Le 20 novembre, sans aucune préparation d’artillerie, une
puissante attaque anglaise précédée par des tanks déboucha
devant Cambrai ; la surprise était complète, et faisait dans la
guerre une rentrée brillante. Sur un front de 18 kilomètres,
derrière les chars d’assaut, les divisions anglaises s’avancèrent
dans une brèche et bousculèrent les premières lignes ; mais
elles s’arrêtèrent à 8 ou 9 kilomètres sans rien avoir devant
elles, car rien n’avait été prévu pour exploiter ce succès : « Le
chef de l’armée anglaise n’exploita pas son grand succès, » dit
Ludendorff ; « autrement, nous n’aurions jamais pu limiter la
brèche. » C’est seulement le 22 et le 23 qu’une faible ligne
allemande put se reconstituer ; d’importantes forces arrivèrent
ensuite et prononcèrent une contre-attaque qui enleva aux
Anglais la plus grande partie du terrain si brillamment conquis
et même, sur certains points, pénétra dans l’ancienne ligne
anglaise.
La révolution avait profondément atteint la puissance offensive de l’armée russe. L’institution des conseils de soldats avait à peu près supprimé la discipline. L’appel de tous les paysans à profiter du partage des terres avait provoqué de très nombreuses désertions.

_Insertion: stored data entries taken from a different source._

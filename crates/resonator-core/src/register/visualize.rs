use image::{Rgb, RgbImage};
use imageproc::drawing::{draw_hollow_circle_mut, draw_line_segment_mut};

use crate::frame::Frame;
use crate::io::image_io::to_gray_image;

use super::FeatureMatches;

const KEYPOINT_COLOR: Rgb<u8> = Rgb([255, 64, 64]);
const MATCH_COLOR: Rgb<u8> = Rgb([36, 255, 12]);

/// Subject on the left, basis on the right, retained matches joined by lines.
pub fn draw_matches(subject: &Frame, basis: &Frame, matches: &FeatureMatches) -> RgbImage {
    let left = to_gray_image(subject);
    let right = to_gray_image(basis);
    let width = left.width() + right.width();
    let height = left.height().max(right.height());
    let mut canvas = RgbImage::new(width, height);

    for (x, y, p) in left.enumerate_pixels() {
        canvas.put_pixel(x, y, Rgb([p.0[0]; 3]));
    }
    let offset = left.width();
    for (x, y, p) in right.enumerate_pixels() {
        canvas.put_pixel(x + offset, y, Rgb([p.0[0]; 3]));
    }

    for m in &matches.matches {
        let s = &matches.subject.keypoints[m.query];
        let b = &matches.basis.keypoints[m.train];
        let start = (s.x as f32, s.y as f32);
        let end = (b.x as f32 + offset as f32, b.y as f32);
        draw_hollow_circle_mut(&mut canvas, (start.0 as i32, start.1 as i32), 4, KEYPOINT_COLOR);
        draw_hollow_circle_mut(&mut canvas, (end.0 as i32, end.1 as i32), 4, KEYPOINT_COLOR);
        draw_line_segment_mut(&mut canvas, start, end, MATCH_COLOR);
    }

    canvas
}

Le chômage des usines et la désorganisation de l’arrière compromettaient tous les ravitaillements. La fraternisation sur le front, organisée par les Allemands, avait profondément atteint le moral de l’armée. Néanmoins, le personnel dirigeant gardait encore l’idéal patriote et révolutionnaire ; le congrès cadet, le congrès des paysans proclamaient la nécessité de l’offensive. Au début de juin, en réponse au radio du général en chef allemand demandant l’armistice, le Soviet lançait cet appel à l’armée : « Il oublie qu’on entend en Russie le bruit des combats sanglants qui se livrent sur le front franco-anglais. Il oublie que la Russie sait que la défaite de ses alliés serait aussi celle de la Russie et la fin de sa liberté politique. » Le gouvernement de Kerensky et le haut commandement russe avaient remercié leurs alliés occidentaux d’avoir attaqué vigoureusement en avril et de leur avoir permis de profiter de cette attitude pour conserver encore une certaine cohésion à l’armée.